Way Back Home - Kite_Nh

102 9 0
                                    

Cerita ini ditulis oleh penulis Wattpad Stars Kite_Nh
Silakan kunjungi profilnya untuk menemukan cerita menarik lainnya.

***

Way Back Home
Oleh
Kite_Nh

Situasi sahur pertama terasa hangat, ada ibu, bapak dan kedua adikku. Kami berbagi tawa dan rasa bahagia. Semua kehangatan ini, adalah sesuatu yang aku tinggalkan selama bertahun-tahun, karena sebuah luka. Luka yang bahkan aku sendiri enggan untuk mencari obatnya, bertahun-tahun aku memeluk erat luka itu dan membuat diriku terus menerus tergores. Namun satu tahun yang lalu, diriku yang selalu melarikan diri, terpaksa untuk pulang.

Semua berawal saat aku dan ribuan karyawan lain menerima surat pemutusan hubungan kerja, karena situasi perusahaan tempatku menggantungkan hidup mengalami kesulitan finansial akibat pandemi yang terjadi hampir di seluruh belahan dunia. Aku awalnya berusaha bertahan di kota ini, meski tanpa pekerjaan, hingga akhirnya aku memutuskan pulang karena keadaan yang semakin tidak menentu.

Pulang ke rumah, artinya aku harus berhadapan dengan semua rasa sakit yang selama bertahun-tahun ini aku tinggalkan di sana. Setiap lebaran, aku pasti pulang, tapi itu hanya beberapa hari kemudian aku akan pergi lagi. Namun, kali ini berbeda, aku pulang, mungkin juga terpaksa untuk menetap.

Setiap sudut rumah ini masih sama, masih juga dengan semua kenangan menyakitkan itu. Aku masih mengingat saat sebatang kayu mendarat di kepalaku, rasanya masih terasa sakit meski luka fisikku sudah tak meninggalkan bekas. Aku masih bisa merasakan dinginnya air yang mengguyur tubuhku, ketika aku sedang menangis dan diseret paksa ke kamar mandi di tengah malam yang dingin. Namun semua orang seolah lupa dengan semua kesakitanku, mereka menyambutku dengan senyuman hangat, seolah semua yang terjadi hanya ada dalam ingatanku.

Sehari-hari aku berusaha bersikap sebiasa mungkin, kemudian menangis diam-diam saat merasa sangat lelah. Setiap hari, luka yang berusaha kupendam, semakin tak bisa aku sembunyikan lagi. Terlebih saat tekanan demi tekanan, tentang pernikahan mulai muncul. Saat orang-orang yang tak diinginkan datang untuk meminang, dengan alasan usiaku yang sudah cukup matang, teman-teman sebayaku yang sudah memiliki anak dan alasan utamanya karena aku perempuan.

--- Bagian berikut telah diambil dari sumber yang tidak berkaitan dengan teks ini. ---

use std::sync::Arc;

use bitcoin::{BlockHeader, Script, Transaction, VarInt};

use crate::errors::*;
use crate::raven_layer::address;
use crate::raven_layer::blockdata::block::{AuxPow, BlockHash, VERSION_AUXPOW};
use crate::raven_layer::blockdata::transaction::Tx;
use crate::raven_layer::consensus::encode::deserialize_partial;
use crate::raven_layer::network::params::{address_tables, ChainParams};
use crate::util::{vlq, Bytes};

/// Fixed part of a packed record: the 4-byte big-endian height. The blocktime
/// VLQ that follows is 1 to [`vlq::MAX_LEN`] bytes.
const PACKED_HEIGHT_LEN: usize = 4;

/// Ravencoin codec front end. Holds the injected chain parameters and the
/// ordered address candidate tables; all operations are pure and safe to call
/// concurrently.
pub struct RavenParser {
    params: Arc<ChainParams>,
    address_tables: Vec<Arc<ChainParams>>,
}

/// A fully parsed block. `size` always equals the length of the raw input;
/// the parser never returns a partial block.
#[derive(Debug)]
pub struct ParsedBlock {
    pub header: BlockHeader,
    pub aux_pow: Option<AuxPow>,
    pub size: usize,
    pub txs: Vec<Tx>,
}

impl ParsedBlock {
    pub fn block_hash(&self) -> BlockHash {
        self.header.block_hash()
    }

    pub fn time(&self) -> i64 {
        i64::from(self.header.time)
    }
}

impl RavenParser {
    pub fn new(params: Arc<ChainParams>) -> RavenParser {
        let address_tables = address_tables(&params);
        RavenParser {
            params,
            address_tables,
        }
    }

    pub fn params(&self) -> &ChainParams {
        &self.params
    }

    pub fn address_to_script(&self, addr: &str) -> Result<Script> {
        address::address_to_script(addr, &self.address_tables)
    }

    pub fn script_to_addresses(&self, script: &Script) -> Vec<String> {
        address::script_to_addresses(script, &self.params)
    }

    fn tx_view(&self, tx: &Transaction, raw: &[u8], blocktime: i64) -> Tx {
        Tx::from_wire(tx, raw, blocktime, |script| self.script_to_addresses(script))
    }

    /// Decodes exactly one wire transaction. The blocktime is left at zero;
    /// confirmed callers get it from the containing block header.
    pub fn parse_tx(&self, raw: &[u8]) -> Result<Tx> {
        let (tx, used) = deserialize_partial::<Transaction>(raw)
            .chain_err(|| ErrorKind::MalformedRecord("transaction".to_string()))?;
        if used != raw.len() {
            bail!(ErrorKind::MalformedRecord(format!(
                "{} trailing bytes after transaction",
                raw.len() - used
            )));
        }
        Ok(self.tx_view(&tx, raw, 0))
    }

    /// Packs a transaction with its block metadata into one storage blob:
    /// height, blocktime, then the unmodified wire bytes. The metadata prefix
    /// is big-endian so records sort by height as raw keys; that deliberately
    /// diverges from the little-endian wire format and must stay as is.
    pub fn pack_tx(&self, tx: &Tx, height: u32, blocktime: i64) -> Result<Bytes> {
        let raw = hex::decode(&tx.hex)
            .chain_err(|| ErrorKind::MalformedRecord(format!("transaction hex of {}", tx.txid)))?;
        let mut packed = Vec::with_capacity(PACKED_HEIGHT_LEN + vlq::MAX_LEN + raw.len());
        packed.extend_from_slice(&height.to_be_bytes());
        vlq::push_int(&mut packed, blocktime);
        packed.extend_from_slice(&raw);
        Ok(packed)
    }

    /// Reverses [`pack_tx`]. The blocktime is folded into the returned `Tx`
    /// rather than surfaced separately; callers only index by height.
    pub fn unpack_tx(&self, buf: &[u8]) -> Result<(Tx, u32)> {
        if buf.len() <= PACKED_HEIGHT_LEN {
            bail!(ErrorKind::MalformedRecord(format!(
                "record of {} bytes",
                buf.len()
            )));
        }
        let height = u32::from_be_bytes([buf[0], buf[1], buf[2], buf[3]]);
        let (blocktime, vlq_len) = vlq::read_int(&buf[PACKED_HEIGHT_LEN..])
            .ok_or_else(|| Error::from(ErrorKind::MalformedRecord("unterminated blocktime".to_string())))?;
        let raw = &buf[PACKED_HEIGHT_LEN + vlq_len..];
        let (tx, used) = deserialize_partial::<Transaction>(raw)
            .chain_err(|| ErrorKind::MalformedRecord("embedded transaction".to_string()))?;
        if used != raw.len() {
            bail!(ErrorKind::MalformedRecord(format!(
                "{} trailing bytes after transaction",
                raw.len() - used
            )));
        }
        Ok((self.tx_view(&tx, raw, blocktime), height))
    }

    /// Single-pass block parse: fixed header, the auxpow segment when the
    /// header version flags one, then the declared number of transactions.
    /// The input must be consumed exactly; truncated or over-long blocks are
    /// rejected as a whole.
    pub fn parse_block(&self, raw: &[u8]) -> Result<ParsedBlock> {
        let (header, mut offset) = deserialize_partial::<BlockHeader>(raw)
            .chain_err(|| ErrorKind::MalformedHeader(format!("{} bytes", raw.len())))?;

        let aux_pow = if header.version & VERSION_AUXPOW != 0 {
            let (aux_pow, aux_len) = deserialize_partial::<AuxPow>(&raw[offset..])
                .chain_err(|| ErrorKind::MalformedAuxPow(format!("at offset {}", offset)))?;
            offset += aux_len;
            Some(aux_pow)
        } else {
            None
        };

        let (count, count_len) = deserialize_partial::<VarInt>(&raw[offset..])
            .chain_err(|| ErrorKind::MalformedTransactionList("missing count".to_string()))?;
        offset += count_len;
        let tx_count = count.0 as usize;
        if tx_count > raw.len() - offset {
            bail!(ErrorKind::MalformedTransactionList(format!(
                "{} transactions declared, {} bytes left",
                tx_count,
                raw.len() - offset
            )));
        }

        let blocktime = i64::from(header.time);
        let mut txs = Vec::with_capacity(tx_count);
        for i in 0..tx_count {
            let (tx, used) = deserialize_partial::<Transaction>(&raw[offset..]).chain_err(|| {
                ErrorKind::MalformedTransactionList(format!("transaction {} of {}", i, tx_count))
            })?;
            txs.push(self.tx_view(&tx, &raw[offset..offset + used], blocktime));
            offset += used;
        }
        if offset != raw.len() {
            bail!(ErrorKind::MalformedTransactionList(format!(
                "parsed {} of {} bytes",
                offset,
                raw.len()
            )));
        }

        Ok(ParsedBlock {
            header,
            aux_pow,
            size: raw.len(),
            txs,
        })
    }
}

Aku perempuan, juga yang menjadi alasan semua luka yang terpaksa aku terima. Aku sempat berpikir, jika aku terlahir sebagai seorang laki-laki mungkin aku tak perlu melalui ini. Jika aku terlahir sebagai laki-laki, mungkin aku bisa melanjutkan pendidikan yang lebih tinggi, tanpa stigma 'percuma sekolah tinggi-tinggi, ujung-ujungnya juga di dapur ngurus anak.' Namun, karena aku perempuan, aku bahkan tak bisa menolak saat orang asing datang untuk melamarku, disaat usiaku masih sangat belia.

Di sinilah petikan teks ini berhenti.